On the bicentennial of the War of 1812, What So Proudly We Hailed looks at this formative yet misunderstood period in American history through the lens of 21st century America. This provocative book asks, among other questions: What did America learn—and what did it not learn—from the experience? How did it help shape a nation?

With Congress divided along party lines, the U.S. government went to war without adequately preparing either the means to finance the conflict or the capabilities needed to achieve its aims. Like the United States two hundred years ago, the executive branch still suffers from in-fighting. The military invades a foreign nation, expecting to be treated as liberators. The entire endeavor winds down to a seemingly inconclusive ending. Sound familiar?

By 2003, America was waging two wars at once, at vast expense.

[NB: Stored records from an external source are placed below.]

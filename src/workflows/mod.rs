//! The four workflows the worker knows how to run.

mod json;
mod lesson_content;
mod lesson_interaction;
mod levels;
mod onboarding;
mod syllabus;

use std::sync::Arc;

use serde::Deserialize;
use serde_json::{Map, Value};

pub use json::extract_json_object;
pub use levels::Difficulty;

use crate::collaborators::{Collaborators, ModelTier, SearchHit};
use crate::error::StepError;
use crate::workflow::{RegistryError, WorkflowRegistry};

/// Bounds applied inside workflows.
#[derive(Debug, Clone, Copy, PartialEq, Eq, Deserialize)]
#[serde(default)]
pub struct WorkflowLimits {
    /// Generations allowed per run before validation gives up.
    pub max_generation_attempts: u32,
    /// Conversation turns included in interaction prompts.
    pub history_limit: usize,
    pub max_onboarding_questions: usize,
    pub search_results: usize,
}

impl Default for WorkflowLimits {
    fn default() -> Self {
        Self {
            max_generation_attempts: 3,
            history_limit: 10,
            max_onboarding_questions: 10,
            search_results: 3,
        }
    }
}

impl WorkflowLimits {
    /// Engine transitions needed by the longest run these limits permit.
    /// A lower ceiling turns exhausted regeneration into a fatal engine fault.
    pub fn required_transitions(&self) -> usize {
        let generations = self.max_generation_attempts.max(1) as usize;
        syllabus::longest_run(generations).max(lesson_content::longest_run(generations))
    }
}

/// Shared by every step of every workflow.
pub(crate) struct StepContext {
    pub collaborators: Collaborators,
    pub limits: WorkflowLimits,
}

impl StepContext {
    /// Ask the model for a JSON object. `None` when the reply holds none.
    async fn ask_json(&self, prompt: &str, tier: ModelTier) -> Result<Option<Map<String, Value>>, StepError> {
        let reply = self.collaborators.model.complete(prompt, tier).await?;
        Ok(extract_json_object(&reply))
    }
}

/// Validate and register every workflow.
pub fn default_registry(collaborators: Collaborators, limits: WorkflowLimits) -> Result<WorkflowRegistry, RegistryError> {
    let ctx = Arc::new(StepContext { collaborators, limits });
    Ok(WorkflowRegistry::builder()
        .register_graph(syllabus::graph(&ctx))?
        .register_graph(lesson_content::graph(&ctx))?
        .register_graph(lesson_interaction::graph(&ctx))?
        .register_graph(onboarding::graph(&ctx))?
        .build())
}

fn required_str(input: &Value, key: &str) -> Result<String, StepError> {
    optional_str(input, key).ok_or_else(|| StepError::InvalidInput(format!("`{key}` is required")))
}

/// A non-blank string, or a number rendered as one.
fn optional_str(input: &Value, key: &str) -> Option<String> {
    match input.get(key)? {
        Value::String(s) if !s.trim().is_empty() => Some(s.trim().to_string()),
        Value::Number(n) => Some(n.to_string()),
        _ => None,
    }
}

fn search_context(hits: &[SearchHit]) -> String {
    if hits.is_empty() {
        return "No search results available.".to_string();
    }
    hits.iter()
        .map(|hit| format!("Source: {}\nTitle: {}\n{}", hit.url, hit.title, hit.snippet))
        .collect::<Vec<_>>()
        .join("\n\n")
}

#[cfg(test)]
mod tests {
    use super::*;
    use crate::collaborators::fakes::{FnModel, StaticSearch, collaborators};
    use crate::state_machine::JobKind;
    use serde_json::json;

    #[test]
    fn registers_every_kind() {
        let registry = default_registry(
            collaborators(Arc::new(FnModel::constant("{}")), Arc::new(StaticSearch::default())),
            WorkflowLimits::default(),
        )
        .unwrap();
        for kind in JobKind::ALL {
            assert!(registry.contains(kind), "{kind} missing");
        }
    }

    #[test]
    fn syllabus_loop_sets_the_transition_requirement() {
        assert_eq!(WorkflowLimits::default().required_transitions(), 10);
        let limits = WorkflowLimits {
            max_generation_attempts: 12,
            ..WorkflowLimits::default()
        };
        assert_eq!(limits.required_transitions(), 28);
    }

    #[test]
    fn input_strings() {
        let input = json!({"topic": "  Rust ", "blank": "  ", "user_id": 42});
        assert_eq!(required_str(&input, "topic").unwrap(), "Rust");
        assert!(required_str(&input, "blank").is_err());
        assert_eq!(optional_str(&input, "user_id").as_deref(), Some("42"));
        assert_eq!(optional_str(&input, "missing"), None);
    }
}
use std::sync::Arc;

use serde::{Deserialize, Serialize};
use serde_json::{Value, json};
use tracing::{debug, info};

use super::levels::Difficulty;
use super::{StepContext, required_str, search_context};
use crate::collaborators::ModelTier;
use crate::error::StepError;
use crate::state_machine::JobKind;
use crate::workflow::{Graph, GraphBuilder, Route, StepFuture, WorkflowOutput, WorkflowState, step_fn, step_with};

const SKIPPED: &str = "[SKIPPED]";
const DEFAULT_DIFFICULTY: u8 = 2;
/// Consecutive results at one difficulty that move it up or down.
const STREAK: u32 = 2;

/// Assessment progress, carried between jobs by the caller.
#[derive(Debug, Clone, PartialEq, Serialize, Deserialize)]
#[serde(default)]
pub struct Assessment {
    pub topic: String,
    pub questions: Vec<String>,
    pub question_difficulties: Vec<u8>,
    pub answers: Vec<String>,
    pub scores: Vec<f64>,
    pub current_question: Option<String>,
    pub target_difficulty: u8,
    pub consecutive_correct: u32,
    pub consecutive_wrong: u32,
    pub is_complete: bool,
    pub ended_early: bool,
    pub feedback: Option<String>,
    pub final_assessment: Option<FinalAssessment>,
}

impl Default for Assessment {
    fn default() -> Self {
        Self {
            topic: String::new(),
            questions: Vec::new(),
            question_difficulties: Vec::new(),
            answers: Vec::new(),
            scores: Vec::new(),
            current_question: None,
            target_difficulty: DEFAULT_DIFFICULTY,
            consecutive_correct: 0,
            consecutive_wrong: 0,
            is_complete: false,
            ended_early: false,
            feedback: None,
            final_assessment: None,
        }
    }
}

#[derive(Debug, Clone, PartialEq, Serialize, Deserialize)]
pub struct FinalAssessment {
    pub knowledge_level: Difficulty,
    pub score: f64,
    pub topic: String,
    pub questions: Vec<String>,
    pub responses: Vec<String>,
}

impl Assessment {
    /// Record a zero-scored result and demote after a losing streak.
    fn record_miss(&mut self, answer: String) {
        self.answers.push(answer);
        self.scores.push(0.0);
        self.consecutive_correct = 0;
        self.consecutive_wrong += 1;
        if self.consecutive_wrong >= STREAK && self.target_difficulty > Difficulty::MIN_VALUE {
            self.target_difficulty -= 1;
            self.consecutive_wrong = 0;
            self.append_feedback("Difficulty decreased.");
        }
    }

    /// Record a graded answer, promoting after a winning streak.
    fn record_score(&mut self, answer: String, score: f64) {
        if score <= 0.0 {
            self.record_miss(answer);
            return;
        }
        self.answers.push(answer);
        self.scores.push(score);
        self.consecutive_wrong = 0;
        if score >= 1.0 {
            self.consecutive_correct += 1;
            if self.consecutive_correct >= STREAK && self.target_difficulty < Difficulty::MAX_VALUE {
                self.target_difficulty += 1;
                self.consecutive_correct = 0;
                self.append_feedback("Difficulty increased due to consecutive correct answers.");
            }
        } else {
            self.consecutive_correct = 0;
        }
    }

    fn append_feedback(&mut self, note: &str) {
        self.feedback = Some(match self.feedback.take() {
            Some(existing) if !existing.is_empty() => format!("{existing} {note}"),
            _ => note.to_string(),
        });
    }

    /// The last two answers scored zero on questions at the lowest difficulty.
    fn stalled_at_minimum(&self) -> bool {
        let n = self.scores.len();
        n >= 2
            && self.scores[n - 2..].iter().all(|s| *s == 0.0)
            && self
                .question_difficulties
                .get(n - 2..n)
                .is_some_and(|d| d.iter().all(|d| *d == Difficulty::MIN_VALUE))
    }

    fn score_percentage(&self) -> f64 {
        if self.scores.is_empty() {
            return 0.0;
        }
        self.scores.iter().sum::<f64>() / self.scores.len() as f64 * 100.0
    }
}

/// Final level from the share of points scored.
pub fn level_for_score(percentage: f64) -> Difficulty {
    if percentage >= 75.0 {
        Difficulty::Advanced
    } else if percentage >= 40.0 {
        Difficulty::GoodKnowledge
    } else {
        Difficulty::Beginner
    }
}

/// Parse a grader reply of the form `score:feedback`, e.g. `0.5:Nearly`.
pub fn parse_grade(reply: &str) -> Option<(f64, String)> {
    let (score, feedback) = reply.trim().split_once(':')?;
    let score: f64 = score.trim().parse().ok()?;
    (0.0..=1.0)
        .contains(&score)
        .then(|| (score, feedback.trim().to_string()))
}

#[derive(Debug, Clone, Copy, PartialEq)]
enum Action {
    Skip,
    Answer,
    FirstQuestion,
}

impl Route for Action {
    const ALL: &'static [Self] = &[Action::Skip, Action::Answer, Action::FirstQuestion];

    fn label(&self) -> &'static str {
        match self {
            Action::Skip => "skip",
            Action::Answer => "answer",
            Action::FirstQuestion => "first_question",
        }
    }
}

#[derive(Debug, Clone, Copy, PartialEq)]
enum Progress {
    Complete,
    Continue,
}

impl Route for Progress {
    const ALL: &'static [Self] = &[Progress::Complete, Progress::Continue];

    fn label(&self) -> &'static str {
        match self {
            Progress::Complete => "complete",
            Progress::Continue => "continue",
        }
    }
}

#[derive(Debug)]
pub struct OnboardingState {
    assessment: Assessment,
    answer: Option<String>,
    skip: bool,
    action: Action,
}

Neither was financed by tax increases, but instead with borrowed money—much like in 1812, when the “Republican” party’s reluctance to use the government’s taxing power led to expanded debt and inadequate funding for the war effort.

In What So Proudly We Hailed, the contributors look at how Partisan animosity in 1812 surpassed today’s rancor, teaching us the danger of hyperpartisanship as well as the less obvious tendency of the party system to adapt and realign: The Federalist-Republican competition that dominated early U.S. politics dissipated in the war’s aftermath. We take today’s partisan divide as a given, but in time that too is likely to pass.


  1. Pulitzer-winning historian Alan Taylor (The Civil War of 1812) examines the war’s sectional tensions and the implications for American nationalism.
  2. Historian Peter J. Kastor discusses how 1812–15 affected state-federal relations.
  3. Author Stephen Budiansky (Perilous Fight) explores the military legacy.
  4. Pietro Nivola assesses the keen partisan rivalry of the early 1800s and what it can tell us about today’s strife.
  5. Benjamin Wittes and Ritika Singh of Brookings investigate constitutional frictions, particularly regarding presidential power and civil liberties.